- TASK TO CARRY OUT
The expected output is each entry, given again exactly.

- Collected data entries
━━━━━━━━━━━━━━━━

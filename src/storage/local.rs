//! # Local Working Tree Backend
//!
//! Reads and writes records in a directory on disk. Writes land in a
//! sibling temp file that is renamed over the target, so a record is
//! either fully written or untouched.

use std::io::ErrorKind;
use std::path::{Component, Path, PathBuf};

use async_trait::async_trait;
use tokio::fs;

use super::backend::StorageBackend;
use super::errors::{StorageError, StorageResult};
use super::StorageKind;

const TEMP_SUFFIX: &str = ".tmp";

/// Local filesystem storage backend
#[derive(Debug, Clone)]
pub struct LocalBackend {
    root: PathBuf,
}

impl LocalBackend {
    /// Create a new local backend rooted at the working tree
    pub fn new(root: impl Into<PathBuf>) -> Self {
        Self { root: root.into() }
    }

    pub fn root(&self) -> &Path {
        &self.root
    }

    /// Resolves a relative `/` separated path under the root.
    fn full_path(&self, path: &str) -> StorageResult<PathBuf> {
        let relative = Path::new(path);
        let escapes = relative
            .components()
            .any(|c| !matches!(c, Component::Normal(_) | Component::CurDir));
        if escapes {
            return Err(StorageError::InvalidPath(path.to_string()));
        }
        Ok(self.root.join(relative))
    }
}

fn not_found_or_io(path: &str, err: std::io::Error) -> StorageError {
    if err.kind() == ErrorKind::NotFound {
        StorageError::NotFound(path.to_string())
    } else {
        StorageError::Io(format!("{}: {}", path, err))
    }
}

#[async_trait]
impl StorageBackend for LocalBackend {
    fn kind(&self) -> StorageKind {
        StorageKind::Local
    }

    async fn list_dir(&self, directory: &str) -> StorageResult<Vec<String>> {
        let full_path = if directory.is_empty() {
            self.root.clone()
        } else {
            self.full_path(directory)?
        };

        let mut entries = match fs::read_dir(&full_path).await {
            Ok(entries) => entries,
            Err(e) if e.kind() == ErrorKind::NotFound => return Ok(Vec::new()),
            Err(e) => return Err(not_found_or_io(directory, e)),
        };

        let mut results = Vec::new();
        while let Some(entry) = entries.next_entry().await? {
            if !entry.file_type().await?.is_file() {
                continue;
            }
            let Some(name) = entry.file_name().to_str().map(str::to_string) else {
                continue;
            };
            if name.ends_with(TEMP_SUFFIX) {
                continue;
            }
            if directory.is_empty() {
                results.push(name);
            } else {
                results.push(format!("{}/{}", directory, name));
            }
        }
        results.sort();
        Ok(results)
    }

    async fn read_bytes(&self, path: &str) -> StorageResult<Vec<u8>> {
        let full_path = self.full_path(path)?;
        fs::read(&full_path)
            .await
            .map_err(|e| not_found_or_io(path, e))
    }

    async fn write_bytes(&self, path: &str, data: &[u8]) -> StorageResult<()> {
        let full_path = self.full_path(path)?;

        if let Some(parent) = full_path.parent() {
            fs::create_dir_all(parent).await?;
        }

        let mut temp_name = full_path.as_os_str().to_owned();
        temp_name.push(TEMP_SUFFIX);
        let temp_path = PathBuf::from(temp_name);

        if let Err(e) = fs::write(&temp_path, data).await {
            let _ = fs::remove_file(&temp_path).await;
            return Err(StorageError::Io(format!("{}: {}", path, e)));
        }
        if let Err(e) = fs::rename(&temp_path, &full_path).await {
            let _ = fs::remove_file(&temp_path).await;
            return Err(StorageError::Io(format!("{}: {}", path, e)));
        }
        Ok(())
    }

    async fn remove(&self, path: &str) -> StorageResult<()> {
        let full_path = self.full_path(path)?;
        fs::remove_file(&full_path)
            .await
            .map_err(|e| not_found_or_io(path, e))
    }
}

━━━━━━━━━━━━━━━━

- ANSWER SPACE
filename src/storage/local.rs
//! # Local Working Tree Backend
//!
//! Reads and writes records in a directory on disk. Writes land in a
//! sibling temp file that is renamed over the target, so a record is
//! either fully written or untouched.

use std::io::ErrorKind;
use std::path::{Component, Path, PathBuf};

use async_trait::async_trait;
use tokio::fs;

use super::backend::StorageBackend;
use super::errors::{StorageError, StorageResult};
use super::StorageKind;

const TEMP_SUFFIX: &str = ".tmp";

/// Local filesystem storage backend
#[derive(Debug, Clone)]
pub struct LocalBackend {
    root: PathBuf,
}

impl LocalBackend {
    /// Create a new local backend rooted at the working tree
    pub fn new(root: impl Into<PathBuf>) -> Self {
        Self { root: root.into() }
    }

    pub fn root(&self) -> &Path {
        &self.root
    }

    /// Resolves a relative `/` separated path under the root.
    fn full_path(&self, path: &str) -> StorageResult<PathBuf> {
        let relative = Path::new(path);
        let escapes = relative
            .components()
            .any(|c| !matches!(c, Component::Normal(_) | Component::CurDir));
        if escapes {
            return Err(StorageError::InvalidPath(path.to_string()));
        }
        Ok(self.root.join(relative))
    }
}

fn not_found_or_io(path: &str, err: std::io::Error) -> StorageError {
    if err.kind() == ErrorKind::NotFound {
        StorageError::NotFound(path.to_string())
    } else {
        StorageError::Io(format!("{}: {}", path, err))
    }
}

#[async_trait]
impl StorageBackend for LocalBackend {
    fn kind(&self) -> StorageKind {
        StorageKind::Local
    }

    async fn list_dir(&self, directory: &str) -> StorageResult<Vec<String>> {
        let full_path = if directory.is_empty() {
            self.root.clone()
        } else {
            self.full_path(directory)?
        };

        let mut entries = match fs::read_dir(&full_path).await {
            Ok(entries) => entries,
            Err(e) if e.kind() == ErrorKind::NotFound => return Ok(Vec::new()),
            Err(e) => return Err(not_found_or_io(directory, e)),
        };

        let mut results = Vec::new();
        while let Some(entry) = entries.next_entry().await? {
            if !entry.file_type().await?.is_file() {
                continue;
            }
            let Some(name) = entry.file_name().to_str().map(str::to_string) else {
                continue;
            };
            if name.ends_with(TEMP_SUFFIX) {
                continue;
            }
            if directory.is_empty() {
                results.push(name);
            } else {
                results.push(format!("{}/{}", directory, name));
            }
        }
        results.sort();
        Ok(results)
    }

    async fn read_bytes(&self, path: &str) -> StorageResult<Vec<u8>> {
        let full_path = self.full_path(path)?;
        fs::read(&full_path)
            .await
            .map_err(|e| not_found_or_io(path, e))
    }

    async fn write_bytes(&self, path: &str, data: &[u8]) -> StorageResult<()> {
        let full_path = self.full_path(path)?;

        if let Some(parent) = full_path.parent() {
            fs::create_dir_all(parent).await?;
        }

        let mut temp_name = full_path.as_os_str().to_owned();
        temp_name.push(TEMP_SUFFIX);
        let temp_path = PathBuf::from(temp_name);

        if let Err(e) = fs::write(&temp_path, data).await {
            let _ = fs::remove_file(&temp_path).await;
            return Err(StorageError::Io(format!("{}: {}", path, e)));
        }
        if let Err(e) = fs::rename(&temp_path, &full_path).await {
            let _ = fs::remove_file(&temp_path).await;
            return Err(StorageError::Io(format!("{}: {}", path, e)));
        }
        Ok(())
    }

    async fn remove(&self, path: &str) -> StorageResult<()> {
        let full_path = self.full_path(path)?;
        fs::remove_file(&full_path)
            .await
            .map_err(|e| not_found_or_io(path, e))
    }
}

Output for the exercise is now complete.